Dans cette logique de positionnement, les consultants requis par l’ONG comme on le fait dans n’importe quelle multinationale, ont donné l’avis que je résume ainsi : « compte tenu du nom de votre ONG, vous devez axer votre intervention sur l’aide alimentaire ». Selon ce positionnement stratégique, qui permettait de préciser notre « image de marque » aux yeux du public et des bailleurs de fond, nous avons reçu l’ordre d’aller distribuer quarante tonnes de biscuits nutritionnels. Nous avons prévenu les dirigeants que cette catastrophe nationale n’était pas une crise humanitaire parce que le peuple s’entraidait.

Royaliste : De quelle manière ?

Guillaume Kopp : Il était impressionnant et poignant de voir des files de camions affrétés par les Tamouls, y compris par les Tigres libérateurs, qui partaient vers le Sud pour aider les Cinghalais et des files de camions affrétés par le Front national cinghalais remonter vers le Nord pour porter secours aux Tamouls.
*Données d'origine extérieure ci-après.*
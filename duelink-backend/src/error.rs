use thiserror::Error;

#[derive(Debug, Error)]
pub enum BackendError {
    #[error("missing configuration: {0} is not set")]
    MissingConfig(&'static str),

    #[error("invalid service url: {0}")]
    InvalidUrl(#[from] url::ParseError),

    #[error("transport error: {0}")]
    Http(#[from] reqwest::Error),

    #[error("unexpected status {status} from {context}")]
    Status {
        status: reqwest::StatusCode,
        context: &'static str,
    },

    #[error("directory returned no row for {0}")]
    EmptyResponse(&'static str),
}
use crate::config::BackendConfig;
use crate::error::BackendError;
use async_trait::async_trait;
use reqwest::Client;
use reqwest::multipart::{Form, Part};
use serde::Deserialize;
use std::time::Duration;
use tokio::sync::mpsc;
use tokio::task::JoinHandle;
use tokio::time::interval;
use tracing::debug;
use url::Url;

/// The original scanner samples the camera every 1.5 s.
pub const SCAN_INTERVAL: Duration = Duration::from_millis(1500);

/// What the recognition service said about one frame.
#[derive(Debug, Clone, PartialEq, Deserialize)]
pub struct IdentifyOutcome {
    #[serde(rename = "match")]
    pub matched: bool,
    #[serde(default)]
    pub card: Option<String>,
}

/// Recognition seam; mocked in tests.
#[async_trait]
pub trait Recognize: Send + Sync {
    async fn identify(&self, image: Vec<u8>) -> Result<IdentifyOutcome, BackendError>;
}

/// `Recognize` over the hosted service's `POST /identify`.
pub struct CardRecognizer {
    http: Client,
    base: String,
}

impl CardRecognizer {
    pub fn new(config: &BackendConfig) -> Result<Self, BackendError> {
        Url::parse(&config.recognizer_url)?;
        Ok(Self {
            http: Client::new(),
            base: config.recognizer_url.trim_end_matches('/').to_string(),
        })
    }
}

#[async_trait]
impl Recognize for CardRecognizer {
    async fn identify(&self, image: Vec<u8>) -> Result<IdentifyOutcome, BackendError> {
        let part = Part::bytes(image)
            .file_name("frame.jpg")
            .mime_str("image/jpeg")?;
        let form = Form::new().part("file", part);

        let response = self
            .http
            .post(format!("{}/identify", self.base))
            .multipart(form)
            .send()
            .await?;
        let status = response.status();
        if !status.is_success() {
            return Err(BackendError::Status {
                status,
                context: "identify",
            });
        }
        Ok(response.json().await?)
    }
}

/// Dedupe layer over a recognizer: a frame only produces a report when the
/// recognized card name differs from the previous one, so holding a card in
/// front of the camera announces it once.
pub struct Scanner<R> {
    recognizer: R,
    last: Option<String>,
}

impl<R: Recognize> Scanner<R> {
    pub fn new(recognizer: R) -> Self {
        Self {
            recognizer,
            last: None,
        }
    }

    pub async fn scan(&mut self, frame: Vec<u8>) -> Result<Option<String>, BackendError> {
        let outcome = self.recognizer.identify(frame).await?;
        match outcome.card.filter(|_| outcome.matched) {
            Some(card) if self.last.as_deref() != Some(card.as_str()) => {
                self.last = Some(card.clone());
                Ok(Some(card))
            }
            _ => Ok(None),
        }
    }
}

/// Periodic scan loop: `capture` yields the current camera frame (or `None`
/// when the camera has nothing), newly recognized names go to `reports`.
/// Recognizer outages are logged and skipped; the loop ends when the report
/// receiver is dropped.
pub fn spawn_scan_loop<R, F>(
    recognizer: R,
    mut capture: F,
    reports: mpsc::Sender<String>,
) -> JoinHandle<()>
where
    R: Recognize + 'static,
    F: FnMut() -> Option<Vec<u8>> + Send + 'static,
{
    tokio::spawn(async move {
        let mut scanner = Scanner::new(recognizer);
        let mut ticker = interval(SCAN_INTERVAL);
        loop {
            ticker.tick().await;
            let Some(frame) = capture() else { continue };
            match scanner.scan(frame).await {
                Ok(Some(card)) => {
                    if reports.send(card).await.is_err() {
                        break;
                    }
                }
                Ok(None) => {}
                Err(e) => debug!("recognizer unavailable, frame skipped: {e}"),
            }
        }
    })
}
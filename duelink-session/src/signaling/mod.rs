mod memory;
mod room_channel;

pub use memory::MemoryRelay;
pub use room_channel::RoomChannel;
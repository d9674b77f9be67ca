pub use duelink_core::{ClientId, RoomId};

pub mod model {
    pub use duelink_core::*;
}

#[cfg(feature = "session")]
pub mod session {
    pub use duelink_session::*;
}

#[cfg(feature = "relay")]
pub mod relay {
    pub use duelink_relay::*;
}

#[cfg(feature = "backend")]
pub mod backend {
    pub use duelink_backend::*;
}
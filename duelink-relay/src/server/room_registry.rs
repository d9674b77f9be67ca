use dashmap::DashMap;
use std::sync::Arc;
use std::sync::atomic::{AtomicU64, Ordering};
use tokio::sync::broadcast;
use tracing::info;

const TOPIC_CAPACITY: usize = 256;

/// One relayed frame. The sender id only exists so members never hear their
/// own broadcasts echoed back.
#[derive(Debug, Clone)]
pub struct Frame {
    pub sender: u64,
    pub text: String,
}

/// Lazily created broadcast topic per room id. Topics are pruned once the
/// last member disconnects; a later join simply recreates them.
#[derive(Clone, Default)]
pub struct RoomRegistry {
    rooms: Arc<DashMap<String, broadcast::Sender<Frame>>>,
    next_member: Arc<AtomicU64>,
}

impl RoomRegistry {
    pub fn new() -> Self {
        Self::default()
    }

    pub fn next_member(&self) -> u64 {
        self.next_member.fetch_add(1, Ordering::Relaxed)
    }

    pub fn topic(&self, room_id: &str) -> broadcast::Sender<Frame> {
        self.rooms
            .entry(room_id.to_string())
            .or_insert_with(|| {
                info!("creating room topic '{room_id}'");
                broadcast::channel(TOPIC_CAPACITY).0
            })
            .clone()
    }

    pub fn prune(&self, room_id: &str) {
        let removed = self
            .rooms
            .remove_if(room_id, |_, topic| topic.receiver_count() == 0);
        if removed.is_some() {
            info!("room topic '{room_id}' emptied, pruned");
        }
    }
}
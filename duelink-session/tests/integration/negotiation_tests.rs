use duelink_core::{SignalEvent, TurnOwner};
use duelink_session::{LocalMedia, MemoryRelay, SessionEvent};
use std::time::Duration;

use crate::integration::init_tracing;
use crate::utils::{
    CONNECT_TIMEOUT_MS, answerer_identity, connect_pair, join_session, offerer_identity,
    sample_video_media, spawn_sample_writer, wait_for_event,
};

#[tokio::test]
async fn election_produces_exactly_one_offer() {
    init_tracing();

    let relay = MemoryRelay::new();
    let (_observer, mut observer_rx) = relay.join("duel");

    let _a = join_session(
        &relay,
        "duel",
        offerer_identity(),
        LocalMedia::none(),
        TurnOwner::Yours,
    )
    .await;
    let _b = join_session(
        &relay,
        "duel",
        answerer_identity(),
        LocalMedia::none(),
        TurnOwner::Theirs,
    )
    .await;

    // Watch the room until the answer goes out, counting offers on the way.
    let mut offers = 0;
    let deadline = tokio::time::Instant::now() + Duration::from_secs(10);
    loop {
        let event = tokio::time::timeout_at(deadline, observer_rx.recv())
            .await
            .expect("no answer observed on the room topic")
            .expect("relay closed");
        match event {
            SignalEvent::Offer { .. } => offers += 1,
            SignalEvent::Answer { .. } => break,
            _ => {}
        }
    }

    // Both peers announced ready; only one of them may have offered.
    tokio::time::sleep(Duration::from_millis(300)).await;
    while let Ok(event) = observer_rx.try_recv() {
        if matches!(event, SignalEvent::Offer { .. }) {
            offers += 1;
        }
    }
    assert_eq!(offers, 1);
}

#[tokio::test]
async fn peers_open_the_game_channel() {
    init_tracing();

    let relay = MemoryRelay::new();
    let (a, b) = connect_pair(&relay, "duel").await;

    a.leave().await;
    b.leave().await;
}

#[tokio::test]
async fn remote_usernames_are_exchanged() {
    init_tracing();

    let relay = MemoryRelay::new();
    let mut a = join_session(
        &relay,
        "duel",
        offerer_identity(),
        LocalMedia::none(),
        TurnOwner::Yours,
    )
    .await;
    let mut b = join_session(
        &relay,
        "duel",
        answerer_identity(),
        LocalMedia::none(),
        TurnOwner::Theirs,
    )
    .await;

    let event = wait_for_event(
        &mut a.events,
        |e| matches!(e, SessionEvent::RemoteUsername(_)),
        CONNECT_TIMEOUT_MS,
    )
    .await;
    assert!(matches!(event, SessionEvent::RemoteUsername(name) if name == "bob"));

    let event = wait_for_event(
        &mut b.events,
        |e| matches!(e, SessionEvent::RemoteUsername(_)),
        CONNECT_TIMEOUT_MS,
    )
    .await;
    assert!(matches!(event, SessionEvent::RemoteUsername(name) if name == "alice"));
}

#[tokio::test]
async fn first_inbound_media_reports_connected() {
    init_tracing();

    let relay = MemoryRelay::new();
    let (media_a, track_a) = sample_video_media("alice-cam");
    let (media_b, track_b) = sample_video_media("bob-cam");

    let mut a = join_session(&relay, "duel", offerer_identity(), media_a, TurnOwner::Yours).await;
    let mut b = join_session(
        &relay,
        "duel",
        answerer_identity(),
        media_b,
        TurnOwner::Theirs,
    )
    .await;

    let writer_a = spawn_sample_writer(track_a);
    let writer_b = spawn_sample_writer(track_b);

    let event = wait_for_event(
        &mut a.events,
        |e| matches!(e, SessionEvent::Connected { .. }),
        CONNECT_TIMEOUT_MS,
    )
    .await;
    if let SessionEvent::Connected { remote_username } = event {
        assert_eq!(remote_username.as_deref(), Some("bob"));
    }

    wait_for_event(
        &mut b.events,
        |e| matches!(e, SessionEvent::Connected { .. }),
        CONNECT_TIMEOUT_MS,
    )
    .await;

    writer_a.abort();
    writer_b.abort();
    a.leave().await;
    b.leave().await;
}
Cette mobilisation transcommunautaire, pendant près de trois semaines, a constitué un événement sans précédent : elle a apporté de façon ponctuelle un semblant d’unité nationale dans un pays qui a toujours été désuni. Les dirigeants du Sri Lanka n’ont pas tenu compte de ce mouvement : à l’Est comme à l’Ouest, ils ont utilisé la catastrophe pour tenter de reprendre leurs positions perdues.

Sur place, nous constations cette mobilisation populaire et nous avions pour souci de ne pas la briser en couvrant le pays de produits dont il n’avait nul besoin. Les dirigeants de notre ONG étaient informés par nos soins de ce grand mouvement d’entraide, mais il n’ont pas voulu le prendre en considération. Plus précisément, ils nous ont répondu en substance ceci : du fait de notre positionnement, nous avons un accord stratégique avec le programme alimentaire mondial : vis-à-vis des bailleurs, il est indispensable de montrer, grâce aux médias, que nous faisons des distributions massives d’aliments.
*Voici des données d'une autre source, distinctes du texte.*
use std::sync::Arc;
use webrtc::track::track_local::TrackLocal;

/// Opaque handle to the locally captured media. Capture and device
/// enumeration happen outside this crate; the session only attaches the
/// tracks to the peer connection. An empty handle is valid and degrades the
/// call to data-only (the remote side shows a placeholder).
#[derive(Clone, Default)]
pub struct LocalMedia {
    tracks: Vec<Arc<dyn TrackLocal + Send + Sync>>,
}

impl LocalMedia {
    pub fn none() -> Self {
        Self::default()
    }

    pub fn with_track(mut self, track: Arc<dyn TrackLocal + Send + Sync>) -> Self {
        self.tracks.push(track);
        self
    }

    pub fn is_empty(&self) -> bool {
        self.tracks.is_empty()
    }

    pub(crate) fn tracks(&self) -> &[Arc<dyn TrackLocal + Send + Sync>] {
        &self.tracks
    }
}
Pour notre part, nous n’avions rien à montrer. Que faisions-nous ? Nous creusions des chiottes parce que c’est indispensable dans ce type de catastrophe. Mais les équipes de télévision qui nous regardaient travailler nous disaient que nous ne faisions rien et qu’elles n’avaient rien à montrer. C’est vrai, ce n’est pas télégénique de s’occuper de l’eau et des sanitaires. C’est vrai, les chiottes, ce n’est pas beau à voir, mais c’est insultant de dire cela à des gens choqués, épuisés, totalement désorientés par les injonctions de l’ONG à laquelle ils sont censés obéir et qui sont en train de creuser des trous dans le sol parce qu’ils veulent éviter les maladies.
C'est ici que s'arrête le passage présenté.